What is Managerial Accounting?
Managerial accounting is concerned with providing information to
managers- that is, to those who are inside an organization and who direct
and control its operations. Managerial accounting can be contrasted with
financial accounting, which is concerned with providing information to
stockholders, creditors and others who are outside an organization
(Garrison and Noreen, 1999).
Managerial accounting information
include:
Information on the costs of an organization’s products and
services. For Example, managers can use product costs to guide the
setting of selling prices. In addition, these product costs are used for
inventory valuation and income determination (Horngren and Foster, pp. 2).
Budgets. A budget is a quantitave expression of a plan.
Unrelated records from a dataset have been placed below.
//! Spell commands and cast control.
//!
//! The cast-control functions take the collaborators directly so simulation
//! triggers can call them without a session. Each returns the packet the
//! client should receive, if any.

use crate::core::buffer::CommandBuffer;
use crate::core::command::{Command, OutboundPacket};
use crate::core::guid::ObjectGuid;
use crate::core::targets::{flags, Position};
use crate::error::{constants, ReferenceKind, Result, SessionError};
use crate::protocol::opcodes;
use crate::session::Session;
use crate::validation::{
    validate_spell_cast, CANCEL_CAST_EXEMPT, HONORLESS_TARGET, MAX_TOTEM_SLOT, UNDISMISSABLE_TOTEMS,
};
use crate::world::{CastSlot, TrajectoryUpdate, WorldServices};
use tracing::{debug, error};

/// Pet action feedback code for a dead pet.
pub const FEEDBACK_PET_DEAD: u8 = 1;

/// Remote control of another player blocks most cast commands.
fn controlling_other_player(services: &WorldServices, player: ObjectGuid) -> bool {
    let mover = services.actors.mover_of(player);
    mover != player && mover.is_player()
}

fn is_self_mover(services: &WorldServices, player: ObjectGuid) -> bool {
    services.actors.mover_of(player) == player
}

pub fn handle_cast_spell(session: &mut Session, command: &mut Command) -> Result<()> {
    let player = session.require_actor()?;
    let ctx = session.context();
    let request = validate_spell_cast(&ctx.services, player, &mut command.payload)?;
    ctx.metrics.action_prepared();
    ctx.services.casts.prepare(request);
    Ok(())
}

/// Interrupt the mover's non-melee cast of `spell_id`.
pub fn cancel_cast(services: &WorldServices, player: ObjectGuid, spell_id: u32) -> Result<()> {
    if controlling_other_player(services, player) {
        return Err(SessionError::StateViolation(constants::ERR_REMOTE_CONTROL));
    }
    if CANCEL_CAST_EXEMPT.contains(&spell_id) {
        debug!(spell_id, "Ignoring cancel of exempt cast");
        return Ok(());
    }
    let mover = services.actors.mover_of(player);
    if services.casts.is_casting_non_melee(mover) {
        services.casts.interrupt_non_melee(mover, Some(spell_id));
    }
    Ok(())
}

pub fn handle_cancel_cast(session: &mut Session, command: &mut Command) -> Result<()> {
    let player = session.require_actor()?;
    command.payload.skip(1)?;
    let spell_id = command.payload.read_u32()?;
    cancel_cast(session.services(), player, spell_id)
}

/// Cancel one of the player's own auras.
///
/// Passive, uncancellable and honorless-target auras stay. Negative auras
/// only go while the player remote-controls a unit through a possession
/// aura. A channeled spell is stopped through its channel slot, never by
/// removing the aura, and an area aura cast by someone else stays.
pub fn cancel_aura(services: &WorldServices, player: ObjectGuid, spell_id: u32) -> Result<()> {
    let spell = services
        .spells
        .spell(spell_id)
        .ok_or_else(|| SessionError::unknown(ReferenceKind::Spell, spell_id))?;

    if spell.cant_cancel || spell.passive || spell.id == HONORLESS_TARGET {
        return Ok(());
    }

    if !spell.positive && (is_self_mover(services, player) || !spell.has_possession_aura()) {
        return Ok(());
    }

    let casts = &services.casts;
    if spell.channeled {
        if casts
            .current_cast(player, CastSlot::Channeled)
            .is_some_and(|cast| cast.spell_id == spell_id)
        {
            casts.interrupt(player, CastSlot::Channeled);
        }
        return Ok(());
    }

    if spell.has_area_aura()
        && casts
            .aura_caster(player, spell_id)
            .is_some_and(|caster| caster != player)
    {
        return Ok(());
    }

    casts.remove_aura_by_cancel(player, spell_id);
    Ok(())
}

pub fn handle_cancel_aura(session: &mut Session, command: &mut Command) -> Result<()> {
    let player = session.require_actor()?;
    let spell_id = command.payload.read_u32()?;
    cancel_aura(session.services(), player, spell_id)
}

/// Cancel an aura on the player's pet or charm.
pub fn cancel_pet_aura(
    services: &WorldServices,
    player: ObjectGuid,
    pet: ObjectGuid,
    spell_id: u32,
) -> Result<Option<OutboundPacket>> {
    if !is_self_mover(services, player) {
        return Err(SessionError::StateViolation(constants::ERR_REMOTE_CONTROL));
    }

    if services.spells.spell(spell_id).is_none() {
        error!(spell_id, "Unknown pet spell id");
        return Err(SessionError::unknown(ReferenceKind::Spell, spell_id));
    }

    let actors = &services.actors;
    let region = actors
        .region_of(player)
        .ok_or(SessionError::SubsystemAbsent(constants::ERR_NO_REGION))?;
    let unit = region
        .unit(pet)
        .ok_or_else(|| SessionError::unknown(ReferenceKind::Unit, pet))?;

    if Some(pet) != actors.pet_of(player) && Some(pet) != actors.charm_of(player) {
        error!(%pet, %player, "Pet aura cancel for a unit that is not the player's pet");
        return Err(SessionError::StateViolation(constants::ERR_NOT_OWN_PET));
    }

    if !unit.alive {
        let mut body = CommandBuffer::with_capacity(1);
        body.write_u8(FEEDBACK_PET_DEAD);
        return Ok(Some(OutboundPacket::new(opcodes::SMSG_PET_ACTION_FEEDBACK, body)));
    }

    services.casts.remove_pet_aura(pet, spell_id);
    Ok(None)
}

pub fn handle_pet_cancel_aura(session: &mut Session, command: &mut Command) -> Result<()> {
    let player = session.require_actor()?;
    let pet = command.payload.read_guid()?;
    let spell_id = command.payload.read_u32()?;
    if let Some(feedback) = cancel_pet_aura(session.services(), player, pet, spell_id)? {
        session.send(feedback);
    }
    Ok(())
}

/// Stop the mover's auto-repeat cast. No reply: the client would resend.
pub fn cancel_autorepeat(services: &WorldServices, player: ObjectGuid) {
    let mover = services.actors.mover_of(player);
    services.casts.interrupt(mover, CastSlot::AutoRepeat);
}

pub fn handle_cancel_autorepeat(session: &mut Session, _command: &mut Command) -> Result<()> {
    let player = session.require_actor()?;
    cancel_autorepeat(session.services(), player);
    Ok(())
}

pub fn cancel_channel(services: &WorldServices, player: ObjectGuid) -> Result<()> {
    if controlling_other_player(services, player) {
        return Err(SessionError::StateViolation(constants::ERR_REMOTE_CONTROL));
    }
    let mover = services.actors.mover_of(player);
    services.casts.interrupt(mover, CastSlot::Channeled);
    Ok(())
}

pub fn handle_cancel_channelling(session: &mut Session, command: &mut Command) -> Result<()> {
    let player = session.require_actor()?;
    // spell id, unused
    command.payload.skip(4)?;
    cancel_channel(session.services(), player)
}

/// Unsummon the totem in `slot`. Sentinel totems are never dismissed.
pub fn dismiss_totem(services: &WorldServices, player: ObjectGuid, slot: u8) -> Result<()> {
    if !is_self_mover(services, player) {
        return Err(SessionError::StateViolation(constants::ERR_REMOTE_CONTROL));
    }
    if slot >= MAX_TOTEM_SLOT {
        debug!(slot, "Totem slot out of range");
        return Ok(());
    }
    if let Some(totem) = services.casts.totem_in_slot(player, slot) {
        if UNDISMISSABLE_TOTEMS.contains(&totem.entry) {
            return Ok(());
        }
        services.casts.unsummon_totem(totem.guid);
    }
    Ok(())
}

pub fn handle_totem_destroyed(session: &mut Session, command: &mut Command) -> Result<()> {
    let player = session.require_actor()?;
    let slot = command.payload.read_u8()?;
    dismiss_totem(session.services(), player, slot)
}

/// Cast the pending self-resurrection spell once, then clear it.
pub fn consume_self_resurrection(services: &WorldServices, player: ObjectGuid) {
    let casts = &services.casts;
    if casts.has_prevent_resurrection(player) {
        return;
    }
    let spell_id = casts.self_res_spell(player);
    if spell_id == 0 {
        return;
    }
    if services.spells.spell(spell_id).is_some() {
        casts.cast_on(player, player, spell_id, false);
    }
    casts.clear_self_res_spell(player);
}

pub fn handle_self_res(session: &mut Session, _command: &mut Command) -> Result<()> {
    let player = session.require_actor()?;
    consume_self_resurrection(session.services(), player);
    Ok(())
}

/// Client correction for an in-flight missile.
#[derive(Debug, Clone, Copy, PartialEq)]
pub struct MissileTrajectory {
    pub caster: ObjectGuid,
    pub spell_id: u32,
    pub update: TrajectoryUpdate,
    pub has_movement: bool,
}

impl MissileTrajectory {
    /// `[Guid(8)][SpellId(4)][Elevation(4)][Speed(4)][Src xyz][Dst xyz][MoveFlag(1)][Movement...]`
    pub fn read(buf: &mut CommandBuffer) -> Result<Self> {
        let caster = buf.read_guid()?;
        let spell_id = buf.read_u32()?;
        let elevation = buf.read_f32()?;
        let speed = buf.read_f32()?;
        let source = Position::read(buf)?;
        let destination = Position::read(buf)?;
        let has_movement = buf.read_u8()? != 0;
        if has_movement {
            buf.finish();
        }
        Ok(Self {
            caster,
            spell_id,
            update: TrajectoryUpdate {
                source,
                destination,
                elevation,
                speed,
            },
            has_movement,
        })
    }
}

/// Apply a trajectory correction. Returns whether a cast was updated: the
/// caster must be generic-casting `spell_id` at a destination.
pub fn update_missile_trajectory(services: &WorldServices, trajectory: &MissileTrajectory) -> bool {
    let Some(unit) = services.actors.unit(trajectory.caster) else {
        return false;
    };
    let matches = services
        .casts
        .current_cast(unit.guid, CastSlot::Generic)
        .is_some_and(|cast| {
            cast.spell_id == trajectory.spell_id && cast.target_mask & flags::DEST_LOCATION != 0
        });
    if matches {
        debug!(spell_id = trajectory.spell_id, ?trajectory.update, "Missile trajectory adjusted");
        services.casts.update_trajectory(unit.guid, trajectory.update);
    }
    matches
}

pub fn handle_update_missile_trajectory(session: &mut Session, command: &mut Command) -> Result<()> {
    session.require_actor()?;
    let trajectory = MissileTrajectory::read(&mut command.payload)?;
    update_missile_trajectory(session.services(), &trajectory);
    Ok(())
}

/// Echo a projectile impact and fire the spell's trigger effects at it.
pub fn projectile_landed(
    services: &WorldServices,
    player: ObjectGuid,
    caster: ObjectGuid,
    spell_id: u32,
    cast_count: u8,
    impact: Position,
) -> Result<Option<OutboundPacket>> {
    let Some(unit) = services
        .actors
        .region_of(player)
        .and_then(|region| region.unit(caster))
    else {
        return Ok(None);
    };

    let spell = services
        .spells
        .spell(spell_id)
        .ok_or_else(|| SessionError::unknown(ReferenceKind::Spell, spell_id))?;

    let mut body = CommandBuffer::with_capacity(8 + 1 + 12);
    body.write_guid(caster).write_u8(cast_count);
    impact.write(&mut body);
    let collision = OutboundPacket::new(opcodes::SMSG_NOTIFY_MISSILE_TRAJECTORY_COLLISION, body);

    for triggered in spell.trigger_spells() {
        if services.spells.spell(triggered).is_some() {
            services.casts.cast_at(unit.guid, impact, triggered, true);
        }
    }
    Ok(Some(collision))
}

pub fn handle_update_projectile_position(session: &mut Session, command: &mut Command) -> Result<()> {
    let player = session.require_actor()?;
    let payload = &mut command.payload;
    let caster = payload.read_guid()?;
    let spell_id = payload.read_u32()?;
    let cast_count = payload.read_u8()?;
    let impact = Position::read(payload)?;
    if let Some(collision) =
        projectile_landed(session.services(), player, caster, spell_id, cast_count, impact)?
    {
        session.send(collision);
    }
    Ok(())
}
Performance reports: These reports often consist of comparisons of
budgets with actual results. The deviations of actual results from budget
are called variances (Horngren and Foster, pp. 3)
Other information which assist managers in their planning and control
activities. Examples are information on revenues of an organization’s
products and services, sales back logs, unit quantities and demands on
capacity resources (Kaplan and Atkinson, pp. 1).
Managerial Accounting Practices
Traditional managerial accounting systems are mainly designed to
measure the efficiency of internal processes. In the 1980’s, traditional
managerial accounting practitioners were heavily critized on the grounds
that their practices had changed little over the preceding 60 years,
despite radical changes in the business environment. For more information
on traditional managerial accounting practices see the Traditional
Managerial Accounting page.
The last decades new managerial
accounting practices such as activity-based-costing, the balanced
scorecard and bottleneck accounting were developped:
Unlike
traditional managerial accounting, activity-based-costing deemphasizes
direct labor or raw material as cost drivers and concentrates instead on
activities (e.g. the number of production runs per month) that drive
costs. Activity-based costing gives the management of an organization a
clear picture of the cost drivers and the opportunities to reduce costs
(Kaplan and Norton, 2001, pp. 378). For more information on activity based
costing, see the Activity
Based Costing page.
Traditionally, management accountants’
principal performance report was variance analysis, which is a systematic
approach to the comparison of the actual and budgeted costs and revenues
during a production period. While some form of variance analysis is still
used by most manufacturing firms, it nowadays tends to be used in
conjunction with other performance reports such as the balanced scorecard.
A balanced scorecard is a set of financial measures, operational measures
on customer satisfaction, internal processes and the organization's
innovation and improvement activities (Kaplan and Norton, 1992). Kaplan
and Norton also argue that the balanced scorecard can be used as a
strategic management system which identifies the value drivers of an
organization's strategy and a management system to align the organization
to the strategy (Kaplan and Norton, 2001, pp. 378). For more information
on the balanced scorecard, see the Balanced
Scorecard page.
In a traditional variance analysis, managerial
accountants compare the actual sales with the budgeted sales. A
traditional variance analysis however does not point out which bottleneck
coursed an unfavorable difference between actual and budgeted sales (see
also Veltman, pp. 299-305). With bottleneck accounting however, managerial
accountants are able to determine: - the bottlenecks of an organization
and; - how much money was lost because of each bottleneck. For more
information on bottleneck accounting see the Bottleneck
Accounting page or visit the official website of the Institute of Bottleneck
Accounting.
BIBLIOGRAPHY
- Garrison, R. H., P. E. Noreen, 'Managerial Accounting', Irwin McGraw
Hill, 1999 - Horngren, C. T. and G. Foster, 'Cost Accounting, A
Managerial Emphasis', Prentice-Hall, Inc. 1987 - Johnson, H. T. and R.
S. Kaplan, 'Relevance Lost: The Rise and Fall of Management Accounting',
Harvard Business School Press, 1987. - Kaplan, R.S. and A. A. Atkinson,
‘Advanced Management Accounting’, Prentice-Hall International Inc.
1989 - Kaplan, R. S., D. P. Norton, 'The Balanced Scorecard - Measures
that Drive Performance', Harvard Business Review, January - February
1992. - Kaplan, R. S., D. P. Norton, 'The Strategy Focused
Organization', 2001, Harvard Business School Publishing Corporation. -
Solomons, D., 'Historical Development of Costing', Studies in Costing,
Sweet & Maxwell, 1952, pp. 1-51. - Veltman, M.,'Bottleneck
accounting', Maandblad voor Accountancy en Bedrijfseconomie, Juni 2011.